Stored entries
= Beginning of Section =

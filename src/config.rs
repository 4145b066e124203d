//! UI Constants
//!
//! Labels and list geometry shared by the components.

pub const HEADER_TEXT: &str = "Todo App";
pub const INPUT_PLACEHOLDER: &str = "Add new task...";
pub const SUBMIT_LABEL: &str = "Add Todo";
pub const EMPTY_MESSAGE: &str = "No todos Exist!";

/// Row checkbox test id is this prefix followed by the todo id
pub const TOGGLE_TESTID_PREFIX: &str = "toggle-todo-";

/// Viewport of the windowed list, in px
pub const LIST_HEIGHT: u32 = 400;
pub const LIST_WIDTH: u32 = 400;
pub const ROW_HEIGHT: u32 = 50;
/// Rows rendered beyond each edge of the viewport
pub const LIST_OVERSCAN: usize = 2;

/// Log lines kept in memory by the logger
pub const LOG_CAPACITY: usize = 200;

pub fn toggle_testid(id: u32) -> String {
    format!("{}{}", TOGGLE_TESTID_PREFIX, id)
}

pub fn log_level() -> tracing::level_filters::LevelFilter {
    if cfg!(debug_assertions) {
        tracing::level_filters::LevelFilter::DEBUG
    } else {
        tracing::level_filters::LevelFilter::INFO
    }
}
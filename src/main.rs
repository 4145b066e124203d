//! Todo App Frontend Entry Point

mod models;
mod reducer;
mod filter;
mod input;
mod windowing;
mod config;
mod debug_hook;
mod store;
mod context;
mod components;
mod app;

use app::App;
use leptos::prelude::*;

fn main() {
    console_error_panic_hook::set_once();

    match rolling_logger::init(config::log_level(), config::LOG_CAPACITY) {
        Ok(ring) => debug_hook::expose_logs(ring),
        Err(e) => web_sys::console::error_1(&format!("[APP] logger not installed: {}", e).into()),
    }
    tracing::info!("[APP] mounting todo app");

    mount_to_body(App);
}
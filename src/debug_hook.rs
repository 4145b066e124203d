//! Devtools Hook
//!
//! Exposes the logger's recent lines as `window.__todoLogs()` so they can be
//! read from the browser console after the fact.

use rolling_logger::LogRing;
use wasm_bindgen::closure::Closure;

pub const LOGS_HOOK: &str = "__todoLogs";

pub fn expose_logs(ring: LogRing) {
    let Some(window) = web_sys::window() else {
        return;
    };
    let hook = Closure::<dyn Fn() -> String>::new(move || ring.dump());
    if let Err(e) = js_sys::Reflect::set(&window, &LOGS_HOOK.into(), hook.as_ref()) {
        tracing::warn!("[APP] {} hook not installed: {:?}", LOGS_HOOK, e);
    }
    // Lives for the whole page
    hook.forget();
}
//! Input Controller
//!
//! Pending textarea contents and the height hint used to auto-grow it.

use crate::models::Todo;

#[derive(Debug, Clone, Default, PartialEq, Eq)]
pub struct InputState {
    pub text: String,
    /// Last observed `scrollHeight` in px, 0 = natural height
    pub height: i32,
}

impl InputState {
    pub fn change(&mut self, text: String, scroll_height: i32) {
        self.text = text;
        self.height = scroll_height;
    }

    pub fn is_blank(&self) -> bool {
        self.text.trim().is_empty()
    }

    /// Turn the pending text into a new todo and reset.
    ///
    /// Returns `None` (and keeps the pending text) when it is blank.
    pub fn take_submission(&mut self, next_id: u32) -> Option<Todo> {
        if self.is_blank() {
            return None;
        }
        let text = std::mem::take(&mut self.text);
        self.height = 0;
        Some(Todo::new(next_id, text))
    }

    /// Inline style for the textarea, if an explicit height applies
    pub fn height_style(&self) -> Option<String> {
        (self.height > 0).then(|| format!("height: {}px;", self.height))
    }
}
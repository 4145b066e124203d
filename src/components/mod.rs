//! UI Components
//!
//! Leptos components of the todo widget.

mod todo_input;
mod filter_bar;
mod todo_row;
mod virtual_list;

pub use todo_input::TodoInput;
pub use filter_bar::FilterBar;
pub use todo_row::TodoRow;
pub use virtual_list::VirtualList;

= End of Section =
= Beginning of Section =

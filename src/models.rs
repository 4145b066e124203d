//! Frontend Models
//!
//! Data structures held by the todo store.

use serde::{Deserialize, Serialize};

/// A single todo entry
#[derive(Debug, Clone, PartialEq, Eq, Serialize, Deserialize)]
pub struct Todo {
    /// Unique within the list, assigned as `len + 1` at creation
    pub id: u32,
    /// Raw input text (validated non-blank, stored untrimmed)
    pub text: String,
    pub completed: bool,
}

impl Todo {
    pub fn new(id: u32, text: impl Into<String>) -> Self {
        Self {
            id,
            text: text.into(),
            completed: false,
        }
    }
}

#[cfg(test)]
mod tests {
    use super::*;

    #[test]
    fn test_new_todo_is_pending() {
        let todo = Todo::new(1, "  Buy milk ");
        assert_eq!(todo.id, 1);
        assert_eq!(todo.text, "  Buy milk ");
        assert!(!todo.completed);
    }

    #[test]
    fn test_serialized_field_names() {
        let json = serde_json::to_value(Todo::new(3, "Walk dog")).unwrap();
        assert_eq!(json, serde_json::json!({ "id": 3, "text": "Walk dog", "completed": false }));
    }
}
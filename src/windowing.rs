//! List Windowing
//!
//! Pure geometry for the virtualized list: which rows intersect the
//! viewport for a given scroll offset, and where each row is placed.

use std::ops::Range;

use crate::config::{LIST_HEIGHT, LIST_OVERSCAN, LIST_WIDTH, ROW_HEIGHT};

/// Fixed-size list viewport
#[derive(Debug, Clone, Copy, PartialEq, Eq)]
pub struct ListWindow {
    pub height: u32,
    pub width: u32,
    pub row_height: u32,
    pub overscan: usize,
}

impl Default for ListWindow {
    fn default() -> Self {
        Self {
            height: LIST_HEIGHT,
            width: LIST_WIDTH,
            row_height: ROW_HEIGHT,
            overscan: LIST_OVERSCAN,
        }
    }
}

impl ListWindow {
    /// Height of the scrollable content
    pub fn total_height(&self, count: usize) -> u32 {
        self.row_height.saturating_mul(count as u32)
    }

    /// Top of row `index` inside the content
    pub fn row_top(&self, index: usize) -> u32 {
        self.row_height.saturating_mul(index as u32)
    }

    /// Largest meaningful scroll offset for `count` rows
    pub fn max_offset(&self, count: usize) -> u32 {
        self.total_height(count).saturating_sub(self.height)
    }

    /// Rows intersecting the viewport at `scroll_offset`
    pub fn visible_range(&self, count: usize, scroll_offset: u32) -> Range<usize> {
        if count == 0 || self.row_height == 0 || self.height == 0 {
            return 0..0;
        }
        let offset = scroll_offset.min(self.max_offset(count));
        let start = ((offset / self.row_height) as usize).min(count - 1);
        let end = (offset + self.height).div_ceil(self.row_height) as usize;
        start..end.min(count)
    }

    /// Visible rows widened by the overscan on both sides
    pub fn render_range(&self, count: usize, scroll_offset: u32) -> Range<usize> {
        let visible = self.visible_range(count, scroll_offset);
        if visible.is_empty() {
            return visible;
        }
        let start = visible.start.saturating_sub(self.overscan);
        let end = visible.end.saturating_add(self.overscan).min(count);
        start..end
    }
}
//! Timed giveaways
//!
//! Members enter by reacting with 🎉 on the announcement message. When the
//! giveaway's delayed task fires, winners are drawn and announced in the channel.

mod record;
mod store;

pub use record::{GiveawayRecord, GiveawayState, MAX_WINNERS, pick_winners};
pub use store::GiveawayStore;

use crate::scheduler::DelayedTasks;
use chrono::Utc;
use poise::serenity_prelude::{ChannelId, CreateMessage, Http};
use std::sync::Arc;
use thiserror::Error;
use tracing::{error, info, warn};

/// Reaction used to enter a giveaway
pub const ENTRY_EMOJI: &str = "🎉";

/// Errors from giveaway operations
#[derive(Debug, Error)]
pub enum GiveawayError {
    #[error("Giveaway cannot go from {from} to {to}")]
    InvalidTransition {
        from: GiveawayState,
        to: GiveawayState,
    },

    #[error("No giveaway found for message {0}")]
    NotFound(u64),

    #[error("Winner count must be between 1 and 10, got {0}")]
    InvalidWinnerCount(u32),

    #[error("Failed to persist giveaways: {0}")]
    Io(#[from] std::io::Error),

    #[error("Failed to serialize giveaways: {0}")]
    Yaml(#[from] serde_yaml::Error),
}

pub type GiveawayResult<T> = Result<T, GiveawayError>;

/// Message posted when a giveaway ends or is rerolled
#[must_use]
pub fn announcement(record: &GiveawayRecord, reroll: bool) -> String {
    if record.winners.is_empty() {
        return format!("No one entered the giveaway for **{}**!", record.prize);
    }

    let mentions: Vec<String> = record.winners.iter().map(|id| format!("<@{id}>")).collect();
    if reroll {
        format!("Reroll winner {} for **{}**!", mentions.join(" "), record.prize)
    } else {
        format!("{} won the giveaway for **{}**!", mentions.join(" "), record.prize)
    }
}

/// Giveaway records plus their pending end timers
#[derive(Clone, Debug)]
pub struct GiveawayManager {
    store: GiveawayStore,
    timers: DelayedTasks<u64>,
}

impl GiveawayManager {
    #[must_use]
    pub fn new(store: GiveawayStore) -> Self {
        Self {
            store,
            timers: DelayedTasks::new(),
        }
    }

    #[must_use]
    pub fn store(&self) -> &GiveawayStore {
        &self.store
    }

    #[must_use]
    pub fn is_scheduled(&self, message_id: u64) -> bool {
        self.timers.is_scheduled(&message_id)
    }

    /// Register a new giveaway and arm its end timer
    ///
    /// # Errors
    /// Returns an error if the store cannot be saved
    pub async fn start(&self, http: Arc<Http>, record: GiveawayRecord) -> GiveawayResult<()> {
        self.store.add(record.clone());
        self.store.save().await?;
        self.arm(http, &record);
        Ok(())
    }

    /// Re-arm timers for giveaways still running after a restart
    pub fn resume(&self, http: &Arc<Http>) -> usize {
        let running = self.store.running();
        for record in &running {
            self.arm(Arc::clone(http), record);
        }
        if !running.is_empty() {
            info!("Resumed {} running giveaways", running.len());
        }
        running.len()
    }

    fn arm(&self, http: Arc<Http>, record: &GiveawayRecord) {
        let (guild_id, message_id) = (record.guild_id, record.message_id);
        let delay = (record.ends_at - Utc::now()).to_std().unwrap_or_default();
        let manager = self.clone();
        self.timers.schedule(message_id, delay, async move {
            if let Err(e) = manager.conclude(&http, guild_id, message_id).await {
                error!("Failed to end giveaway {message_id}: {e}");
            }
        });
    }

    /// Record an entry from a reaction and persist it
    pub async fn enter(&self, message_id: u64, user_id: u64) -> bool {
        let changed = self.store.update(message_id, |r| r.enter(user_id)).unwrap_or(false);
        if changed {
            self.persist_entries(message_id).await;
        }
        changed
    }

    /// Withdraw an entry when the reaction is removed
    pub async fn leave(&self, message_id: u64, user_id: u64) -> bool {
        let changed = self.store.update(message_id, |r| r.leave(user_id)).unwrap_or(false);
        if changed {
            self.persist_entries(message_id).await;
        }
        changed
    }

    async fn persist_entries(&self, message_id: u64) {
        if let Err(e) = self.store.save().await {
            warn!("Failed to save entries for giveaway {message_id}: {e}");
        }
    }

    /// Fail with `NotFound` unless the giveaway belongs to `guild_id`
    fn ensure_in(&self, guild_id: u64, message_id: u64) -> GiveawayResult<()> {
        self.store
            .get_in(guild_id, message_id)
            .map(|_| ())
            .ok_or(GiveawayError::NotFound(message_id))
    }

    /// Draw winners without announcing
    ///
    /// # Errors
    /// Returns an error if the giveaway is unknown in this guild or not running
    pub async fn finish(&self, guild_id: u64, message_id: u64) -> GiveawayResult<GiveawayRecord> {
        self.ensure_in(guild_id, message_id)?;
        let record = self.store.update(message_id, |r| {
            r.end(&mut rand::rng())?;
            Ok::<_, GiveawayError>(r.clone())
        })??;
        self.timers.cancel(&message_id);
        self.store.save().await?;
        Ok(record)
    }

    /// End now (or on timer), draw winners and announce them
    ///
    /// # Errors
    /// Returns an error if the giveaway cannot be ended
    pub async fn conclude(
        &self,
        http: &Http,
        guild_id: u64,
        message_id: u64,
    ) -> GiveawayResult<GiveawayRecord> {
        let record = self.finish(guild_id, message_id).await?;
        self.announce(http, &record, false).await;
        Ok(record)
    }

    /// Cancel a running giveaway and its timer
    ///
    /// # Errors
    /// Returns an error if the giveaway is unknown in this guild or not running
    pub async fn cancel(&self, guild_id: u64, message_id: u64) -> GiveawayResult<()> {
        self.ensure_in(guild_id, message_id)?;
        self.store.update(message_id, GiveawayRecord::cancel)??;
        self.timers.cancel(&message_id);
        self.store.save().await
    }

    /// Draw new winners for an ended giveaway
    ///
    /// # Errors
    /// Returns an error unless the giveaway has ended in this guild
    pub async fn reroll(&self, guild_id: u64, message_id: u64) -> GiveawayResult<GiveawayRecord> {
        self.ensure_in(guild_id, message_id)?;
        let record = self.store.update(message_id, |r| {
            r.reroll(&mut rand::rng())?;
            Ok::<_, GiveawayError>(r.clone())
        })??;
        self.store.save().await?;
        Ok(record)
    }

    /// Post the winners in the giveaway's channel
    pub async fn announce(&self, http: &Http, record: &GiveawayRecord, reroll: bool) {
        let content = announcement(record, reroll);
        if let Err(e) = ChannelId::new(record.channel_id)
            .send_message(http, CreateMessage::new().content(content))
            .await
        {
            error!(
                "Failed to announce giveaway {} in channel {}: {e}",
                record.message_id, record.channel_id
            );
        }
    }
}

= End of Section =
= Beginning of Section =

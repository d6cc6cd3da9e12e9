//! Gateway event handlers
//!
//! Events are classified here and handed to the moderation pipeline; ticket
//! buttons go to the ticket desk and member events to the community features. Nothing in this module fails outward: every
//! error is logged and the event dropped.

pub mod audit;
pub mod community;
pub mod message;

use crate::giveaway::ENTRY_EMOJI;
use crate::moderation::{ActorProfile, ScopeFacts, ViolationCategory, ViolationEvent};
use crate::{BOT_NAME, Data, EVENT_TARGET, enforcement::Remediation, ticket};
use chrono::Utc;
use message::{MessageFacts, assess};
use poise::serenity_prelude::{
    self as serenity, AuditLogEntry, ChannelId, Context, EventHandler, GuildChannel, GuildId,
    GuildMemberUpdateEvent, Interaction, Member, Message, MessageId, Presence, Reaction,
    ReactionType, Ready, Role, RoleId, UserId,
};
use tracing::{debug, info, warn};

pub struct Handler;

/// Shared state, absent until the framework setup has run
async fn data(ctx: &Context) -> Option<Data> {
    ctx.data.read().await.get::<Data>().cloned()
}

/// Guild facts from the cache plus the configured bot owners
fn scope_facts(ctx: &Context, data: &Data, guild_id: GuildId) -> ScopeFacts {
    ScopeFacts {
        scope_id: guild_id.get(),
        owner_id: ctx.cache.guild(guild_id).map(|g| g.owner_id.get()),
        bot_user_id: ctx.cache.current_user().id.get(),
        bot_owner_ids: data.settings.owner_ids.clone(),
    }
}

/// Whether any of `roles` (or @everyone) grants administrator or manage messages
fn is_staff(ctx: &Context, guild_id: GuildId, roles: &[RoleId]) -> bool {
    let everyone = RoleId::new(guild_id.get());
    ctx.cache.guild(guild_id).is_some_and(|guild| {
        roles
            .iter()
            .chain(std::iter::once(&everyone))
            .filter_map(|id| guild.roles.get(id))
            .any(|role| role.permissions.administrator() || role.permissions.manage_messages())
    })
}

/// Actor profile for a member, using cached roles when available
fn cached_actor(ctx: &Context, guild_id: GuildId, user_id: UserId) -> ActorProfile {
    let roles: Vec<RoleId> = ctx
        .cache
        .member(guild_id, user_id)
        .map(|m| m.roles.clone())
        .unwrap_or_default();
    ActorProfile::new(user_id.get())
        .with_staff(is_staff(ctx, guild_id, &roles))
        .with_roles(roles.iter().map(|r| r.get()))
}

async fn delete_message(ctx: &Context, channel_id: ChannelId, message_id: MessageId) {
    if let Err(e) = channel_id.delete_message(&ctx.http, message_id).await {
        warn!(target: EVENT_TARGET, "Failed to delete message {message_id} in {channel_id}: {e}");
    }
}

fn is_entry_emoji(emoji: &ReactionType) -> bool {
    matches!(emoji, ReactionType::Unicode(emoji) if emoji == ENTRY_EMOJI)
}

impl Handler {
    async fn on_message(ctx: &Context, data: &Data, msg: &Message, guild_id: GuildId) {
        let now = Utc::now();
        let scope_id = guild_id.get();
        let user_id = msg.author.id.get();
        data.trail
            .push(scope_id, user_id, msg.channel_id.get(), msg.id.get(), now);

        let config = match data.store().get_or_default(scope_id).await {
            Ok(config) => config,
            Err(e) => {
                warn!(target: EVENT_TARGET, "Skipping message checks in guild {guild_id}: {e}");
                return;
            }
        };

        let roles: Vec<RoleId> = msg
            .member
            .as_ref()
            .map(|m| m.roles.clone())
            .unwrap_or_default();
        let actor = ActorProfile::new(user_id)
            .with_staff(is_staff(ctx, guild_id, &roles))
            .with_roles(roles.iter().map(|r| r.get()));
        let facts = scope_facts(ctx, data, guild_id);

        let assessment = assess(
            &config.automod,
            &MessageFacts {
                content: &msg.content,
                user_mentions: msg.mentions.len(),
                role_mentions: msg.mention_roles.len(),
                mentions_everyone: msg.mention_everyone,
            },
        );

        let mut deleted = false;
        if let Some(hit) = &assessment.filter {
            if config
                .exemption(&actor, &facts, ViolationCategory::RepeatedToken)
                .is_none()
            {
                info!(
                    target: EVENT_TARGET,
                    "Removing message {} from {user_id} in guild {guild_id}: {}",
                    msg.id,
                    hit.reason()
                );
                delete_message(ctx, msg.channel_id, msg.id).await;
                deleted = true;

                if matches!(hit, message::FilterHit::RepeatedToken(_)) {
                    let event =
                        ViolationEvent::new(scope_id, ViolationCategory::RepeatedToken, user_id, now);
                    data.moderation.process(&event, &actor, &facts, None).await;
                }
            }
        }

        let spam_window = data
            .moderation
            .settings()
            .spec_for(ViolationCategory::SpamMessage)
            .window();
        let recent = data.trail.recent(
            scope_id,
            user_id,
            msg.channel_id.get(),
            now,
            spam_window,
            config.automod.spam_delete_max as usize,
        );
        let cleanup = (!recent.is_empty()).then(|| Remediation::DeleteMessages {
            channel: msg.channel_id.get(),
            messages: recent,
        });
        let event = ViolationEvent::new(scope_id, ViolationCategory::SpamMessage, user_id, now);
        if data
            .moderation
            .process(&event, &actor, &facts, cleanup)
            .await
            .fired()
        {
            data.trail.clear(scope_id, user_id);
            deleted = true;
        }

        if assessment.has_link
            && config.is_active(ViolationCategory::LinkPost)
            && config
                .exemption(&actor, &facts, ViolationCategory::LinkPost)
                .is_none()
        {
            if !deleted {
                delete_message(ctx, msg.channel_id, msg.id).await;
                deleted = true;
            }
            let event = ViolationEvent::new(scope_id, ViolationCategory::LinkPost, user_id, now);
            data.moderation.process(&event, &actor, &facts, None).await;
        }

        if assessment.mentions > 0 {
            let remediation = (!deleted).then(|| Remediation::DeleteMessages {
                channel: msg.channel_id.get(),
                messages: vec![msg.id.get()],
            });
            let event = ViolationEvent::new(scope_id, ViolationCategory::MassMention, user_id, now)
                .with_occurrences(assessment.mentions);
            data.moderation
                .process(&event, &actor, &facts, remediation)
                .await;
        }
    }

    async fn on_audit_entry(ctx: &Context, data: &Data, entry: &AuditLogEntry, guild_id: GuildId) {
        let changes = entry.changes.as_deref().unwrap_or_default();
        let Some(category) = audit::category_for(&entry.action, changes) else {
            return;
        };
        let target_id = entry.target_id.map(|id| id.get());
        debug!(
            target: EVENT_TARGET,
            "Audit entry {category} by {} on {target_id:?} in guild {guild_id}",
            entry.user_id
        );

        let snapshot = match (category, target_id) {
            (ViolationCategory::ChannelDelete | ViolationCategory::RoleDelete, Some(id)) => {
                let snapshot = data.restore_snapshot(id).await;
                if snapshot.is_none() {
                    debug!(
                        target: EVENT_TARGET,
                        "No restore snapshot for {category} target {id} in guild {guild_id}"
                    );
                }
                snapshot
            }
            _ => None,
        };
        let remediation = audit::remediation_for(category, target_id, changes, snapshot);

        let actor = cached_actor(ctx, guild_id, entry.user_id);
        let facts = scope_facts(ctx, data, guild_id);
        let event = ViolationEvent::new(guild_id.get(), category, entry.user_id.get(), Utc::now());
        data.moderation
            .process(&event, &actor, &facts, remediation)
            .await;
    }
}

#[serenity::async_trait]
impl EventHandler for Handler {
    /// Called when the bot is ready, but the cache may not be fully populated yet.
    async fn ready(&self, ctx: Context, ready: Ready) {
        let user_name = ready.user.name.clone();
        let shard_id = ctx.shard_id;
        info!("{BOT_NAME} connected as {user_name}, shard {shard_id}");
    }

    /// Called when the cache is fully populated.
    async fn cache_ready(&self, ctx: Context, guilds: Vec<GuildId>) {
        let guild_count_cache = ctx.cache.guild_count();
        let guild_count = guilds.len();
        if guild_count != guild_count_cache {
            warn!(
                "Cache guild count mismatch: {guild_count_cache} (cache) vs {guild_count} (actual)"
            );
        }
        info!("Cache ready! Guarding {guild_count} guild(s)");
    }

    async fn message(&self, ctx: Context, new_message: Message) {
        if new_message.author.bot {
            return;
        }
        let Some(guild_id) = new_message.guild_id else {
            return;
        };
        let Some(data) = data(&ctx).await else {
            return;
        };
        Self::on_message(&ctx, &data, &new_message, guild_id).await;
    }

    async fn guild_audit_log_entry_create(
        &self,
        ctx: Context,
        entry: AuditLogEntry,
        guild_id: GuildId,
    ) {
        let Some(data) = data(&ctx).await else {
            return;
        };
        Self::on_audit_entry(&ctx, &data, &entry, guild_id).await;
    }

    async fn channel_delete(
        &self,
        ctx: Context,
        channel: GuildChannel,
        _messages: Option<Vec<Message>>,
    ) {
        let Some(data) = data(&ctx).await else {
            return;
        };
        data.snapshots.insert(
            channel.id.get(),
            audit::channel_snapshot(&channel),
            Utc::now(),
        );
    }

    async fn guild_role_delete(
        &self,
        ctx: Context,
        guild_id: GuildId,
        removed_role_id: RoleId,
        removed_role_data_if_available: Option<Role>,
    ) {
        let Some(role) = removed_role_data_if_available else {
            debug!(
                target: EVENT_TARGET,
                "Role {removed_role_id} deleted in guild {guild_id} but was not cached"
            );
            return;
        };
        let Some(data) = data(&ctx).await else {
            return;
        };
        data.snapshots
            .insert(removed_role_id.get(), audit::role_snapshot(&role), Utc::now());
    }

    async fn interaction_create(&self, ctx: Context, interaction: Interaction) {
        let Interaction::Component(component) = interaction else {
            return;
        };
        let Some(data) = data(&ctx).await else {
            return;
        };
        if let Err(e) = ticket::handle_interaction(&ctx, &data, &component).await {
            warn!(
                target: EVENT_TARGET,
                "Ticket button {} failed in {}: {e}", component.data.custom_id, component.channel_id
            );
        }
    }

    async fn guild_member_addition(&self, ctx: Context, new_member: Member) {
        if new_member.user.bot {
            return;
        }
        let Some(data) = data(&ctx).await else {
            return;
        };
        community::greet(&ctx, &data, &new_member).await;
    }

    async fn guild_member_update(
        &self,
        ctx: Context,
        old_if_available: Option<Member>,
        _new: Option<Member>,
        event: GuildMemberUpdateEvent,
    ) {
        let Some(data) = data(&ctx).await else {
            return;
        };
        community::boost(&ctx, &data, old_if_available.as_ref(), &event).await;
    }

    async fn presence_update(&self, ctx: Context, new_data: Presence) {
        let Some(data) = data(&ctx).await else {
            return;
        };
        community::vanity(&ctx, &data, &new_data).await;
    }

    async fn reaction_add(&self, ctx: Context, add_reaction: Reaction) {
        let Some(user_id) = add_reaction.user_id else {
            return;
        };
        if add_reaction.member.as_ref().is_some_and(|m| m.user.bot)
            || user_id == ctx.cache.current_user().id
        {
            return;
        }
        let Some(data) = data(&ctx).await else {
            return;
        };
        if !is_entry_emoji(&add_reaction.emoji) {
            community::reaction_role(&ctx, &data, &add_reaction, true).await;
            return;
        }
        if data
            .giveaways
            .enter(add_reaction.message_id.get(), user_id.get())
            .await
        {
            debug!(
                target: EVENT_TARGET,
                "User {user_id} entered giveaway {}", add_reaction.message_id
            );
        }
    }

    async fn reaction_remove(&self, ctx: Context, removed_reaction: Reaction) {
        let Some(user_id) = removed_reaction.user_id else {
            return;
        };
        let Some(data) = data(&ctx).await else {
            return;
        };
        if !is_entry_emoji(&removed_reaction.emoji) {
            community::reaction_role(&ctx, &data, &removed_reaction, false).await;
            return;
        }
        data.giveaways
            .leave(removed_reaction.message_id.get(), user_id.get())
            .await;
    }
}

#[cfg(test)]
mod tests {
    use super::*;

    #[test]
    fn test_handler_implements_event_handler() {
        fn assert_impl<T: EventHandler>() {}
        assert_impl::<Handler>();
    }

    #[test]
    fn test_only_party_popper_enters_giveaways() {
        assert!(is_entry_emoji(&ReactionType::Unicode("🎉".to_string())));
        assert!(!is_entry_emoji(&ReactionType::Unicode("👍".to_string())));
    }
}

= End of Section =

• _YOUR ASSIGNMENT_:
Go through the entries. Report every line that contains the word "each".

• _RESULT_:
/// Rows rendered beyond each edge of the viewport
//! viewport for a given scroll offset, and where each row is placed.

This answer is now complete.